# Task instructions:
State how many lines of the entries hold the string "merge", and nothing more.

# Source material:
-- Opening Marker --

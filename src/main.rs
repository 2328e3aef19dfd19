mod config;
mod db;
mod docs;
mod handlers;
mod models;
mod routes;
mod services;
mod ws;

use axum::http::HeaderValue;
use axum::routing::get;
use axum::Router;
use std::panic;
use std::sync::Arc;
use std::time::Duration;
use tower_http::cors::{Any, CorsLayer};
use tower_http::trace::TraceLayer;
use tracing::{error, info, warn};
use tracing_subscriber::{fmt, prelude::*, EnvFilter};
use utoipa::OpenApi;
use utoipa_swagger_ui::SwaggerUi;

use config::Config;
use db::store::ClipStore;
use docs::ApiDoc;
use routes::create_api_routes;
use ws::registry::RoomRegistry;

/// Shared state behind every handler
pub struct AppState {
    pub config: Config,
    pub registry: Arc<RoomRegistry>,
}

#[tokio::main(flavor = "current_thread")]
async fn main() {
    // Set panic hook for better error messages
    panic::set_hook(Box::new(|info| {
        eprintln!("PANIC: {info}");
    }));

    // Initialize tracing
    tracing_subscriber::registry()
        .with(fmt::layer())
        .with(EnvFilter::try_from_default_env().unwrap_or_else(|_| {
            // Default to info level, but allow debug for our app
            "clipsync=debug,tower_http=debug,axum::rejection=trace,info".into()
        }))
        .init();

    info!("Starting server...");

    // Load configuration
    let config = Config::load().unwrap_or_else(|e| {
        error!("Failed to load configuration: {}", e);
        warn!("Using default configuration");
        Config::default()
    });

    // Initialize database connection
    let Some(db_url) = config.db_url.clone() else {
        error!("No database URL configured - cannot serve clips");
        std::process::exit(1);
    };
    if let Err(e) = db::dbclip::init_db(&db_url, config.clip_ttl()).await {
        error!("Failed to initialize database: {}", e);
        std::process::exit(1);
    }
    info!("Database initialized successfully");

    let store: Arc<dyn ClipStore> = match db::dbclip::get_db() {
        Some(db) => db,
        None => {
            error!("Database not initialized");
            std::process::exit(1);
        }
    };

    // Sweep rows whose TTL elapsed. Reads and writes already filter on
    // expiry, the sweeper just reclaims the space and the identifiers.
    let sweep_store = store.clone();
    let sweep_every = Duration::from_secs(config.sweep_interval_seconds);
    tokio::spawn(async move {
        let mut interval = tokio::time::interval(sweep_every);
        loop {
            interval.tick().await;
            match sweep_store.delete_expired().await {
                Ok(0) => {}
                Ok(n) => info!("Swept {} expired clips", n),
                Err(e) => error!("Expired clip sweep failed: {}", e),
            }
        }
    });

    // The room registry owns all live sync state
    let registry = Arc::new(RoomRegistry::new(
        store,
        config.debounce(),
        config.max_clip_bytes,
    ));
    let app_state = Arc::new(AppState {
        config: config.clone(),
        registry,
    });

    // CORS for the frontend origin; permissive when none is configured
    let cors = match config.cors_origins.as_deref() {
        Some(origin) => match origin.parse::<HeaderValue>() {
            Ok(origin) => CorsLayer::new()
                .allow_origin(origin)
                .allow_methods(Any)
                .allow_headers(Any),
            Err(_) => {
                warn!("Invalid CORS origin '{}', allowing any origin", origin);
                CorsLayer::permissive()
            }
        },
        None => CorsLayer::permissive(),
    };

    // Combine all routes
    let app_routes = Router::new()
        // Mount API routes
        .nest("/api", create_api_routes(app_state.clone()))
        // Mount the sync socket
        .merge(
            Router::new()
                .route("/ws", get(ws::handler::ws_handler))
                .with_state(app_state),
        )
        // Mount Swagger UI
        .merge(SwaggerUi::new("/swagger").url("/api-docs/openapi.json", ApiDoc::openapi()))
        // Add tracing layer
        .layer(TraceLayer::new_for_http())
        .layer(cors);

    // Start the server
    let listener = tokio::net::TcpListener::bind(config.server_address())
        .await
        .unwrap_or_else(|_| panic!("Failed to bind to {}", config.server_address()));

    info!("Server running on http://{}", config.server_address());
    info!("Sync socket available at ws://{}/ws", config.server_address());
    info!("Swagger UI available at http://{}/swagger", config.server_address());

    axum::serve(listener, app_routes)
        .await
        .expect("Server failed to start");
}
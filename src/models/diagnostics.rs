use serde::{Deserialize, Serialize};
use utoipa::ToSchema;

/// Aggregated state of the sync core plus host statistics
#[derive(Serialize, Deserialize, ToSchema)]
pub struct DiagnosticsResponse {
    pub n_rooms: u32,
    pub n_sessions: u32,
    pub n_dirty_rooms: u32,
    pub n_pending_flushes: u32,
    pub cpu_usage: f32,
    pub memory_alloc: u64,
    pub memory_total: u64,
    pub memory_free: u64,
}
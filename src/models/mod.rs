pub mod clip;
pub mod diagnostics;
pub mod error;
pub mod health;
pub mod messages;

pub use clip::*;
pub use diagnostics::*;
pub use error::*;
pub use health::*;
pub use messages::*;
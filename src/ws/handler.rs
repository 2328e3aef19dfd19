use axum::{
    extract::{
        ws::{Message, WebSocket, WebSocketUpgrade},
        State,
    },
    response::Response,
};
use futures_util::stream::SplitSink;
use futures_util::{SinkExt, StreamExt};
use std::sync::Arc;
use tokio::sync::{broadcast, Mutex};
use tracing::{debug, error, info};

use crate::models::{ClientMessage, ErrorMessage, ServerMessage, SyncError};
use crate::ws::session::{LiveRoom, SessionCtx};
use crate::AppState;

type SocketSink = Arc<Mutex<SplitSink<WebSocket, Message>>>;

/// WebSocket handler
pub async fn ws_handler(
    ws: WebSocketUpgrade,
    State(app_state): State<Arc<AppState>>,
) -> Response {
    debug!("New WebSocket connection attempt");
    ws.on_upgrade(move |socket| handle_socket(socket, app_state))
}

/// Handle one sync connection: dispatch inbound messages, forward room
/// broadcasts, and leave the room on socket close.
async fn handle_socket(socket: WebSocket, app_state: Arc<AppState>) {
    let mut session = SessionCtx::new();
    info!(
        "WebSocket connection established, connection_id: {}",
        session.connection_id
    );

    // The sink is shared between this loop and the broadcast forwarder
    let (sender, mut receiver) = socket.split();
    let sender: SocketSink = Arc::new(Mutex::new(sender));

    while let Some(Ok(frame)) = receiver.next().await {
        let text = match frame {
            Message::Text(text) => text,
            Message::Close(_) => break,
            // Ping/pong and binary frames carry no protocol messages
            _ => continue,
        };

        let client_msg: ClientMessage = match serde_json::from_str(&text) {
            Ok(msg) => msg,
            Err(e) => {
                error!(
                    "Failed to parse message from {}: {}",
                    session.connection_id, e
                );
                send_error_text(&sender, "Invalid message format", None).await;
                continue;
            }
        };

        match client_msg {
            ClientMessage::JoinRoom(join) => {
                // A second join implicitly leaves the previous room first
                if let Some(live) = session.live.take() {
                    detach(&app_state, live, &session).await;
                }

                match app_state
                    .registry
                    .join(
                        &join.identifier,
                        join.creator_secret.as_deref(),
                        session.connection_id,
                    )
                    .await
                {
                    Ok(joined) => {
                        let forward = tokio::spawn(forward_broadcasts(joined.rx, sender.clone()));
                        send_message(&sender, &ServerMessage::RoomData(joined.snapshot)).await;
                        info!(
                            "Connection {} joined room {} as {}",
                            session.connection_id,
                            join.identifier,
                            if joined.is_creator { "creator" } else { "viewer" }
                        );
                        session.live = Some(LiveRoom {
                            room: joined.room,
                            is_creator: joined.is_creator,
                            forward,
                        });
                    }
                    Err(e) => send_error(&sender, &e).await,
                }
            }
            ClientMessage::ClientEdit(edit) => match &session.live {
                Some(live) => {
                    let result = app_state
                        .registry
                        .edit(&live.room, live.is_creator, &edit.identifier, &edit.full_text)
                        .await;
                    if let Err(e) = result {
                        send_error(&sender, &e).await;
                    }
                }
                None => send_error(&sender, &SyncError::NotInRoom).await,
            },
            ClientMessage::LeaveRoom => {
                if let Some(live) = session.live.take() {
                    detach(&app_state, live, &session).await;
                }
            }
        }
    }

    // Socket closed or errored: implicit leave
    if let Some(live) = session.live.take() {
        detach(&app_state, live, &session).await;
    }
    info!(
        "WebSocket connection terminated, connection_id: {}",
        session.connection_id
    );
}

/// Stop forwarding broadcasts and run the registry leave path
async fn detach(app_state: &Arc<AppState>, live: LiveRoom, session: &SessionCtx) {
    live.forward.abort();
    app_state
        .registry
        .leave(&live.room, session.connection_id, live.is_creator)
        .await;
}

/// Forward room broadcasts to one socket until it closes or the room goes
/// away. A lagged receiver skips to the newest edits; full-replace
/// semantics make the intermediate ones redundant.
async fn forward_broadcasts(
    mut rx: broadcast::Receiver<ServerMessage>,
    sender: SocketSink,
) {
    loop {
        match rx.recv().await {
            Ok(msg) => {
                let text = match serde_json::to_string(&msg) {
                    Ok(text) => text,
                    Err(e) => {
                        error!("Failed to serialize broadcast: {}", e);
                        continue;
                    }
                };
                if sender.lock().await.send(Message::Text(text)).await.is_err() {
                    break;
                }
            }
            Err(broadcast::error::RecvError::Lagged(skipped)) => {
                debug!("Broadcast receiver lagged, skipped {} messages", skipped);
                continue;
            }
            Err(broadcast::error::RecvError::Closed) => break,
        }
    }
}

async fn send_message(sender: &SocketSink, msg: &ServerMessage) {
    let text = match serde_json::to_string(msg) {
        Ok(text) => text,
        Err(e) => {
            error!("Failed to serialize server message: {}", e);
            return;
        }
    };
    if sender.lock().await.send(Message::Text(text)).await.is_err() {
        debug!("Socket went away while sending");
    }
}

/// Errors never terminate the connection; the session stays usable
async fn send_error(sender: &SocketSink, error: &SyncError) {
    send_error_text(sender, &error.to_string(), Some(error.code())).await;
}

async fn send_error_text(sender: &SocketSink, message: &str, code: Option<&str>) {
    send_message(
        sender,
        &ServerMessage::Error(ErrorMessage {
            message: message.to_string(),
            code: code.map(str::to_string),
        }),
    )
    .await;
}

#[cfg(test)]
mod tests {
    use super::*;
    use crate::config::Config;
    use crate::db::memstore::{seeded_clip, MemStore};
    use crate::models::{RoomDataMessage, ServerEditMessage};
    use crate::services::secret_service;
    use crate::ws::registry::RoomRegistry;
    use axum::{routing::get, Router};
    use futures_util::{SinkExt, StreamExt};
    use std::time::Duration;
    use tokio_tungstenite::tungstenite::Message as WsMessage;

    const CLIP_ID: &str = "4821";

    async fn serve_app(store: Arc<MemStore>) -> String {
        let config = Config::default();
        let registry = Arc::new(RoomRegistry::new(
            store,
            config.debounce(),
            config.max_clip_bytes,
        ));
        let app_state = Arc::new(AppState { config, registry });
        let app = Router::new()
            .route("/ws", get(ws_handler))
            .with_state(app_state);

        let listener = tokio::net::TcpListener::bind("127.0.0.1:0").await.unwrap();
        let addr = listener.local_addr().unwrap();
        tokio::spawn(async move {
            axum::serve(listener, app).await.unwrap();
        });
        format!("ws://{}/ws", addr)
    }

    async fn recv_server_message(
        socket: &mut (impl StreamExt<Item = Result<WsMessage, tokio_tungstenite::tungstenite::Error>>
                  + Unpin),
    ) -> ServerMessage {
        loop {
            let frame = tokio::time::timeout(Duration::from_secs(5), socket.next())
                .await
                .expect("timed out waiting for server message")
                .expect("socket closed")
                .expect("socket error");
            if let WsMessage::Text(text) = frame {
                return serde_json::from_str(text.as_str()).unwrap();
            }
        }
    }

    fn expect_room_data(msg: ServerMessage) -> RoomDataMessage {
        match msg {
            ServerMessage::RoomData(data) => data,
            other => panic!("expected room-data, got {:?}", other),
        }
    }

    fn expect_server_edit(msg: ServerMessage) -> ServerEditMessage {
        match msg {
            ServerMessage::ServerEdit(edit) => edit,
            other => panic!("expected server-edit, got {:?}", other),
        }
    }

    #[tokio::test]
    async fn join_edit_broadcast_over_real_sockets() {
        let secret = secret_service::issue_secret();
        let hash = secret_service::hash_secret(&secret).unwrap();
        let store = Arc::new(MemStore::new());
        store.seed(seeded_clip(CLIP_ID, "hello", &hash));
        let url = serve_app(store).await;

        let (mut creator, _) = tokio_tungstenite::connect_async(url.as_str()).await.unwrap();
        let (mut viewer, _) = tokio_tungstenite::connect_async(url.as_str()).await.unwrap();

        creator
            .send(WsMessage::Text(
                format!(
                    r#"{{"type":"join-room","identifier":"{}","creatorSecret":"{}"}}"#,
                    CLIP_ID, secret
                )
                .into(),
            ))
            .await
            .unwrap();
        let data = expect_room_data(recv_server_message(&mut creator).await);
        assert!(data.is_creator);
        assert_eq!(data.content, "hello");

        viewer
            .send(WsMessage::Text(
                format!(r#"{{"type":"join-room","identifier":"{}"}}"#, CLIP_ID).into(),
            ))
            .await
            .unwrap();
        let data = expect_room_data(recv_server_message(&mut viewer).await);
        assert!(!data.is_creator);

        creator
            .send(WsMessage::Text(
                format!(
                    r#"{{"type":"client-edit","identifier":"{}","fullText":"hello world","clientTimestamp":1}}"#,
                    CLIP_ID
                )
                .into(),
            ))
            .await
            .unwrap();

        // Both the viewer and the editing creator get the canonical edit
        let edit = expect_server_edit(recv_server_message(&mut viewer).await);
        assert_eq!(edit.full_text, "hello world");
        assert!(edit.server_timestamp > 0);
        let echo = expect_server_edit(recv_server_message(&mut creator).await);
        assert_eq!(echo.full_text, "hello world");
    }

    #[tokio::test]
    async fn rejected_edit_leaves_connection_usable() {
        let secret = secret_service::issue_secret();
        let hash = secret_service::hash_secret(&secret).unwrap();
        let store = Arc::new(MemStore::new());
        store.seed(seeded_clip(CLIP_ID, "hello", &hash));
        let url = serve_app(store).await;

        let (mut viewer, _) = tokio_tungstenite::connect_async(url.as_str()).await.unwrap();
        viewer
            .send(WsMessage::Text(
                format!(r#"{{"type":"join-room","identifier":"{}"}}"#, CLIP_ID).into(),
            ))
            .await
            .unwrap();
        expect_room_data(recv_server_message(&mut viewer).await);

        viewer
            .send(WsMessage::Text(
                format!(
                    r#"{{"type":"client-edit","identifier":"{}","fullText":"hijack"}}"#,
                    CLIP_ID
                )
                .into(),
            ))
            .await
            .unwrap();
        match recv_server_message(&mut viewer).await {
            ServerMessage::Error(err) => {
                assert_eq!(err.code.as_deref(), Some("unauthorized"));
            }
            other => panic!("expected error, got {:?}", other),
        }

        // Still joined: a leave followed by a rejoin works on the same socket
        viewer
            .send(WsMessage::Text(r#"{"type":"leave-room"}"#.into()))
            .await
            .unwrap();
        viewer
            .send(WsMessage::Text(
                format!(r#"{{"type":"join-room","identifier":"{}"}}"#, CLIP_ID).into(),
            ))
            .await
            .unwrap();
        let data = expect_room_data(recv_server_message(&mut viewer).await);
        assert_eq!(data.content, "hello");
    }

    #[tokio::test]
    async fn join_unknown_clip_reports_not_found() {
        let store = Arc::new(MemStore::new());
        let url = serve_app(store).await;

        let (mut socket, _) = tokio_tungstenite::connect_async(url.as_str()).await.unwrap();
        socket
            .send(WsMessage::Text(
                r#"{"type":"join-room","identifier":"9999"}"#.into(),
            ))
            .await
            .unwrap();
        match recv_server_message(&mut socket).await {
            ServerMessage::Error(err) => {
                assert_eq!(err.code.as_deref(), Some("not-found"));
            }
            other => panic!("expected error, got {:?}", other),
        }
    }
}
use async_trait::async_trait;
use chrono::{DateTime, Duration as ChronoDuration, Utc};
use sqlx::postgres::{PgPool, PgPoolOptions};
use sqlx::Error as SqlxError;
use std::sync::Arc;
use std::time::Duration;
use tokio::sync::OnceCell;
use tracing::info;

use super::store::{ClipStore, StoreError, StoredClip};

// Global database instance
static DB: OnceCell<Arc<DbClip>> = OnceCell::const_new();

/// Initialize the global database connection
///
/// # Arguments
/// * `database_url` - PostgreSQL connection string
/// * `ttl` - fixed clip lifetime, counted from row creation
pub async fn init_db(database_url: &str, ttl: Duration) -> Result<(), Box<dyn std::error::Error>> {
    let db = DbClip::new(database_url, ttl).await?;
    db.ensure_schema().await?;
    DB.set(Arc::new(db))
        .map_err(|_| "Database already initialized")?;
    Ok(())
}

/// Get the global database instance
pub fn get_db() -> Option<Arc<DbClip>> {
    DB.get().cloned()
}

/// Clip row from the database
#[derive(Debug, Clone, sqlx::FromRow)]
pub struct ClipRow {
    pub id: String,
    pub content: String,
    pub created_at: DateTime<Utc>,
    pub last_updated: DateTime<Utc>,
    pub creator_secret_hash: String,
    pub size_bytes: i64,
}

impl From<ClipRow> for StoredClip {
    fn from(row: ClipRow) -> Self {
        StoredClip {
            id: row.id,
            content: row.content,
            created_at: row.created_at,
            last_updated: row.last_updated,
            creator_secret_hash: row.creator_secret_hash,
            size_bytes: row.size_bytes,
        }
    }
}

/// Database connection pool
pub struct DbClip {
    pool: PgPool,
    ttl: ChronoDuration,
}

impl DbClip {
    /// Create a new database connection pool
    pub async fn new(database_url: &str, ttl: Duration) -> Result<Self, SqlxError> {
        info!("Connecting to database...");

        let pool = PgPoolOptions::new()
            .max_connections(20)
            .min_connections(2)
            .acquire_timeout(Duration::from_secs(30))
            .idle_timeout(Duration::from_secs(600))
            .max_lifetime(Duration::from_secs(1800))
            .connect(database_url)
            .await?;

        info!("Database connection pool created successfully");

        let ttl = ChronoDuration::from_std(ttl).unwrap_or_else(|_| ChronoDuration::seconds(900));
        Ok(Self { pool, ttl })
    }

    /// Create the clips table if it does not exist yet
    pub async fn ensure_schema(&self) -> Result<(), SqlxError> {
        sqlx::query(
            r#"
            CREATE TABLE IF NOT EXISTS clips (
                id TEXT PRIMARY KEY,
                content TEXT NOT NULL DEFAULT '',
                created_at TIMESTAMPTZ NOT NULL,
                last_updated TIMESTAMPTZ NOT NULL,
                creator_secret_hash TEXT NOT NULL,
                size_bytes BIGINT NOT NULL DEFAULT 0
            )
            "#,
        )
        .execute(&self.pool)
        .await?;
        sqlx::query("CREATE INDEX IF NOT EXISTS clips_created_at_idx ON clips (created_at)")
            .execute(&self.pool)
            .await?;
        Ok(())
    }

    /// Oldest creation time a row may have and still be live
    fn cutoff(&self) -> DateTime<Utc> {
        Utc::now() - self.ttl
    }
}

#[async_trait]
impl ClipStore for DbClip {
    async fn insert_clip(&self, clip: &StoredClip) -> Result<(), StoreError> {
        sqlx::query(
            r#"
            INSERT INTO clips (id, content, created_at, last_updated, creator_secret_hash, size_bytes)
            VALUES ($1, $2, $3, $4, $5, $6)
            "#,
        )
        .bind(&clip.id)
        .bind(&clip.content)
        .bind(clip.created_at)
        .bind(clip.last_updated)
        .bind(&clip.creator_secret_hash)
        .bind(clip.size_bytes)
        .execute(&self.pool)
        .await?;
        Ok(())
    }

    async fn load_clip(&self, id: &str) -> Result<Option<StoredClip>, StoreError> {
        let row = sqlx::query_as::<_, ClipRow>(
            r#"
            SELECT id, content, created_at, last_updated, creator_secret_hash, size_bytes
            FROM clips
            WHERE id = $1 AND created_at > $2
            "#,
        )
        .bind(id)
        .bind(self.cutoff())
        .fetch_optional(&self.pool)
        .await?;
        Ok(row.map(StoredClip::from))
    }

    async fn clip_exists(&self, id: &str) -> Result<bool, StoreError> {
        let row: Option<(i32,)> = sqlx::query_as(
            // Occupancy check does not filter on expiry: a not-yet-swept
            // expired row still occupies the identifier.
            "SELECT 1 FROM clips WHERE id = $1",
        )
        .bind(id)
        .fetch_optional(&self.pool)
        .await?;
        Ok(row.is_some())
    }

    async fn update_content(
        &self,
        id: &str,
        content: &str,
        last_updated: DateTime<Utc>,
    ) -> Result<bool, StoreError> {
        let result = sqlx::query(
            r#"
            UPDATE clips
            SET content = $2, last_updated = $3, size_bytes = $4
            WHERE id = $1 AND created_at > $5
            "#,
        )
        .bind(id)
        .bind(content)
        .bind(last_updated)
        .bind(content.len() as i64)
        .bind(self.cutoff())
        .execute(&self.pool)
        .await?;
        Ok(result.rows_affected() > 0)
    }

    async fn delete_expired(&self) -> Result<u64, StoreError> {
        let result = sqlx::query("DELETE FROM clips WHERE created_at <= $1")
            .bind(self.cutoff())
            .execute(&self.pool)
            .await?;
        Ok(result.rows_affected())
    }
}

-- Closing Marker --

# Your solution:
2